4.一种血清白蛋白结合抗体或其片段，其包含具有SEQ ID NO：2所示的序列的重链可变结构域和具有SEQ ID NO：4所示的序列的轻链可变结构域。

5.权利要求1至4的任一项的血清白蛋白结合抗体或片段，其中所述抗体或片段选自Fab、修饰的Fab、Fab'、F(ab')₂、Fv、单可变结构域抗体、scFv、双价、三价或四价抗体、双-scFv、双链抗体、三链抗体、三体、DVD-Ig和BiTE。

6.一种双特异性抗体融合蛋白，其包含：

从N末端开始依次包含第一重链可变结构域(VH1)、CH1结构域和第二重链可变结构域(VH2)的重链，

从N末端开始依次包含第一轻链可变结构域(VL1)、CL结构域和第二轻链可变结构域(VL2)的轻链，

其中所述重链和轻链对齐，以便VH1与VL1形成第一抗原结合部位并且VH2与VL2形成第二抗原结合部位，

其中被第二抗原结合部位结合的抗原是人血清白蛋白并且其中所述第二重链可变结构域(VH2)具有SEQ ID NO：1所示的序列，并且所述第二轻链可变结构域(VL2)具有SEQ ID NO：3所示的序列，和

所述第二重链可变结构域(VH2)和第二轻链可变结构域(VL2)任选地通过二硫键连接。

7.一种双特异性抗体融合蛋白，其包含：

其中被第二抗原结合部位结合的抗原是人血清白蛋白，

其中所述第二重链可变结构域(VH2)具有SEQ ID NO：2所示的序列，并且所述第二轻链可变结构域(VL2)具有SEQ ID NO：4所示的序列，和

8.编码权利要求1至7任一项中定义的抗体或片段的多核苷酸。

9.包含权利要求8中定义的多核苷酸的载体。

10.一种宿主细胞，其包含权利要求8的多核苷酸或权利要求9的载体。

11.产生权利要求1至7任一项中定义的抗体或片段的方法，其包括从权利要求10中定义的宿主细胞表达所述抗体或片段。
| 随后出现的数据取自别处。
//! # File Discovery
//!
//! Shell-glob style discovery of `*.<ext>` files in a single directory.

use std::path::{Path, PathBuf};

use confcheck_core::CheckError;

/// Extensions checked when none are configured.
pub const DEFAULT_EXTENSIONS: &[&str] = &["json", "yml"];

/// List the files directly inside `dir` whose extension is in `extensions`.
///
/// Matches what `*.json`-style globbing selects: regular files (symlinks are
/// followed), case-sensitive extensions, and no dotfiles. Results are sorted
/// so that "first failure" is deterministic across platforms.
///
/// # Errors
///
/// Returns [`CheckError::Io`] if the directory cannot be listed.
pub fn discover<S: AsRef<str>>(dir: &Path, extensions: &[S]) -> Result<Vec<PathBuf>, CheckError> {
    let entries = std::fs::read_dir(dir).map_err(|e| CheckError::io(dir, e))?;

    let mut files = Vec::new();
    for entry in entries {
        let entry = entry.map_err(|e| CheckError::io(dir, e))?;
        let path = entry.path();

        let Some(name) = path.file_name().and_then(|n| n.to_str()) else {
            tracing::warn!(path = %path.display(), "skipping non UTF-8 file name");
            continue;
        };
        if name.starts_with('.') || !path.is_file() {
            continue;
        }

        let matches = path
            .extension()
            .and_then(|e| e.to_str())
            .is_some_and(|ext| extensions.iter().any(|want| want.as_ref() == ext));
        if matches {
            files.push(path);
        }
    }

    files.sort();
    tracing::debug!(dir = %dir.display(), count = files.len(), "discovered config files");
    Ok(files)
}
//! # confcheck-cli: Config Check Command-Line Interface
//!
//! Provides the `confcheck` binary used by CI to gate config changes.
//!
//! ## Subcommands
//!
//! - `confcheck syntax [DIR]`: every `*.json` / `*.yml` file in DIR parses.
//! - `confcheck affinity [PATH]`: the gateway upstream hashes on a cookie.
//! - `confcheck all`: both checks, stopping at the first failure.
//!
//! ```bash
//! confcheck syntax infra/observability
//! confcheck affinity infra/api-gateway/kong.yml --upstream backend-upstream
//! confcheck --config confcheck.yml all
//! ```
//!
//! ## Exit Codes
//!
//! - `0`: every check passed.
//! - `1`: a check failed (parse error, missing entry, invariant violation,
//!   missing parser capability).
//! - `2`: operational error before any check ran (e.g. unreadable config file).
//!
//! ## Crate Policy
//!
//! - Argument parsing lives here; check logic lives in the domain crates.
//! - Human-readable results go to stdout; diagnostics go through `tracing`.

pub mod affinity;
pub mod all;
pub mod config;
pub mod syntax;

use std::path::{Path, PathBuf};

use confcheck_core::{CheckError, ParserRegistry};

use crate::config::CheckConfig;

/// Everything a subcommand needs to run.
#[derive(Debug)]
pub struct CheckContext {
    /// Root that relative paths are resolved against.
    pub repo_root: PathBuf,
    /// Effective configuration.
    pub config: CheckConfig,
    /// Parser capabilities available to the checks.
    pub registry: ParserRegistry,
}

impl CheckContext {
    /// Context with every parser compiled into this build.
    pub fn new(repo_root: impl Into<PathBuf>, config: CheckConfig) -> Self {
        Self::with_registry(repo_root, config, ParserRegistry::with_defaults())
    }

    /// Context with an explicit parser registry.
    pub fn with_registry(
        repo_root: impl Into<PathBuf>,
        config: CheckConfig,
        registry: ParserRegistry,
    ) -> Self {
        Self {
            repo_root: repo_root.into(),
            config,
            registry,
        }
    }

    /// Resolve `path` against the repository root.
    pub fn resolve(&self, path: &Path) -> PathBuf {
        resolve_path(path, &self.repo_root)
    }
}

/// Resolve a path that may be relative to the repository root.
///
/// Absolute paths are returned as-is. A relative path is taken relative to
/// `repo_root` if it exists there, otherwise relative to the current directory.
pub fn resolve_path(path: &Path, repo_root: &Path) -> PathBuf {
    if path.is_absolute() {
        return path.to_path_buf();
    }
    let repo_relative = repo_root.join(path);
    if repo_relative.exists() {
        repo_relative
    } else {
        path.to_path_buf()
    }
}

/// Walk up from `start` to the first directory containing `infra/`.
pub fn find_repo_root(start: &Path) -> Option<PathBuf> {
    start
        .ancestors()
        .find(|dir| dir.join("infra").is_dir())
        .map(Path::to_path_buf)
}

/// Print a failed check and return its exit code.
pub(crate) fn report_failure(err: &CheckError) -> u8 {
    tracing::error!(kind = err.kind(), "check failed: {err}");
    println!("FAIL: {err}");
    1
}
12.包含权利要求1至7任一项中定义的抗体或片段的药物制剂。

13.权利要求1至7任一项中定义的抗体或片段用于制造药剂的用途。

13.权利要求1至7的任一项的抗体或片段，其用于治疗。

14.治疗有此需要的患者的方法，其包括施用治疗有效量的包含权利要求1至7任一项中定义的抗体或片段的抗体分子的步骤。